Extracted entries
//! Line reader for the console
//!
//! Reads stdin on a dedicated thread so a pending read never holds up
//! runtime shutdown. Lines are handed to the async side over a channel.

use std::io::BufRead;
use std::sync::atomic::{AtomicBool, Ordering};
use std::sync::Arc;
use std::thread;

use thiserror::Error;
use tokio::sync::mpsc;
use tracing::{debug, info, warn};

/// Errors from starting the reader
#[derive(Debug, Error)]
pub enum InputError {
    #[error("console reader is already running")]
    AlreadyRunning,

    #[error("failed to spawn reader thread: {0}")]
    ThreadSpawn(String),
}

/// Reads lines from any blocking source and forwards them
pub struct LineReader {
    line_tx: mpsc::Sender<String>,
    running: Arc<AtomicBool>,
}

impl LineReader {
    pub fn new(line_tx: mpsc::Sender<String>) -> Self {
        Self {
            line_tx,
            running: Arc::new(AtomicBool::new(false)),
        }
    }

    /// Spawn the reader thread over stdin
    pub fn start(&self) -> Result<(), InputError> {
        self.start_with(|| Box::new(std::io::stdin().lock()))
    }

    /// Spawn the reader thread over the source built by `open`.
    ///
    /// The thread ends at EOF, on a read error, when the receiving side
    /// is dropped, or after `stop()` once the next line arrives.
    pub fn start_with<F>(&self, open: F) -> Result<(), InputError>
    where
        F: FnOnce() -> Box<dyn BufRead> + Send + 'static,
    {
        if self.running.swap(true, Ordering::SeqCst) {
            return Err(InputError::AlreadyRunning);
        }

        let line_tx = self.line_tx.clone();
        let running = Arc::clone(&self.running);

        thread::Builder::new()
            .name("console-input".to_string())
            .spawn(move || {
                debug!("console reader thread started");

                for line in open().lines() {
                    if !running.load(Ordering::SeqCst) {
                        break;
                    }
                    match line {
                        Ok(line) => {
                            if line_tx.blocking_send(line).is_err() {
                                break;
                            }
                        }
                        Err(e) => {
                            warn!(?e, "failed to read console input");
                            break;
                        }
                    }
                }

                running.store(false, Ordering::SeqCst);
                info!("console input closed");
            })
            .map_err(|e| InputError::ThreadSpawn(e.to_string()))?;

        Ok(())
    }

    /// Ask the reader thread to exit
    pub fn stop(&self) {
        self.running.store(false, Ordering::SeqCst);
    }
}

#[cfg(test)]
mod tests {
    use std::io::Cursor;

    use super::*;

    #[tokio::test]
    async fn test_lines_are_forwarded_until_eof() {
        let (tx, mut rx) = mpsc::channel(8);
        let reader = LineReader::new(tx);
        reader
            .start_with(|| Box::new(Cursor::new("start\nstatus\n")))
            .unwrap();
        drop(reader);

        assert_eq!(rx.recv().await.as_deref(), Some("start"));
        assert_eq!(rx.recv().await.as_deref(), Some("status"));
        assert_eq!(rx.recv().await, None);
    }
}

Problem description
Print all the records exactly as written.

Solution for this exercise
//! Line reader for the console
//!
//! Reads stdin on a dedicated thread so a pending read never holds up
//! runtime shutdown. Lines are handed to the async side over a channel.

use std::io::BufRead;
use std::sync::atomic::{AtomicBool, Ordering};
use std::sync::Arc;
use std::thread;

use thiserror::Error;
use tokio::sync::mpsc;
use tracing::{debug, info, warn};

/// Errors from starting the reader
#[derive(Debug, Error)]
pub enum InputError {
    #[error("console reader is already running")]
    AlreadyRunning,

    #[error("failed to spawn reader thread: {0}")]
    ThreadSpawn(String),
}

/// Reads lines from any blocking source and forwards them
pub struct LineReader {
    line_tx: mpsc::Sender<String>,
    running: Arc<AtomicBool>,
}

impl LineReader {
    pub fn new(line_tx: mpsc::Sender<String>) -> Self {
        Self {
            line_tx,
            running: Arc::new(AtomicBool::new(false)),
        }
    }

    /// Spawn the reader thread over stdin
    pub fn start(&self) -> Result<(), InputError> {
        self.start_with(|| Box::new(std::io::stdin().lock()))
    }

    /// Spawn the reader thread over the source built by `open`.
    ///
    /// The thread ends at EOF, on a read error, when the receiving side
    /// is dropped, or after `stop()` once the next line arrives.
    pub fn start_with<F>(&self, open: F) -> Result<(), InputError>
    where
        F: FnOnce() -> Box<dyn BufRead> + Send + 'static,
    {
        if self.running.swap(true, Ordering::SeqCst) {
            return Err(InputError::AlreadyRunning);
        }

        let line_tx = self.line_tx.clone();
        let running = Arc::clone(&self.running);

        thread::Builder::new()
            .name("console-input".to_string())
            .spawn(move || {
                debug!("console reader thread started");

                for line in open().lines() {
                    if !running.load(Ordering::SeqCst) {
                        break;
                    }
                    match line {
                        Ok(line) => {
                            if line_tx.blocking_send(line).is_err() {
                                break;
                            }
                        }
                        Err(e) => {
                            warn!(?e, "failed to read console input");
                            break;
                        }
                    }
                }

                running.store(false, Ordering::SeqCst);
                info!("console input closed");
            })
            .map_err(|e| InputError::ThreadSpawn(e.to_string()))?;

        Ok(())
    }

    /// Ask the reader thread to exit
    pub fn stop(&self) {
        self.running.store(false, Ordering::SeqCst);
    }
}

#[cfg(test)]
mod tests {
    use std::io::Cursor;

    use super::*;

    #[tokio::test]
    async fn test_lines_are_forwarded_until_eof() {
        let (tx, mut rx) = mpsc::channel(8);
        let reader = LineReader::new(tx);
        reader
            .start_with(|| Box::new(Cursor::new("start\nstatus\n")))
            .unwrap();
        drop(reader);

        assert_eq!(rx.recv().await.as_deref(), Some("start"));
        assert_eq!(rx.recv().await.as_deref(), Some("status"));
        assert_eq!(rx.recv().await, None);
    }
}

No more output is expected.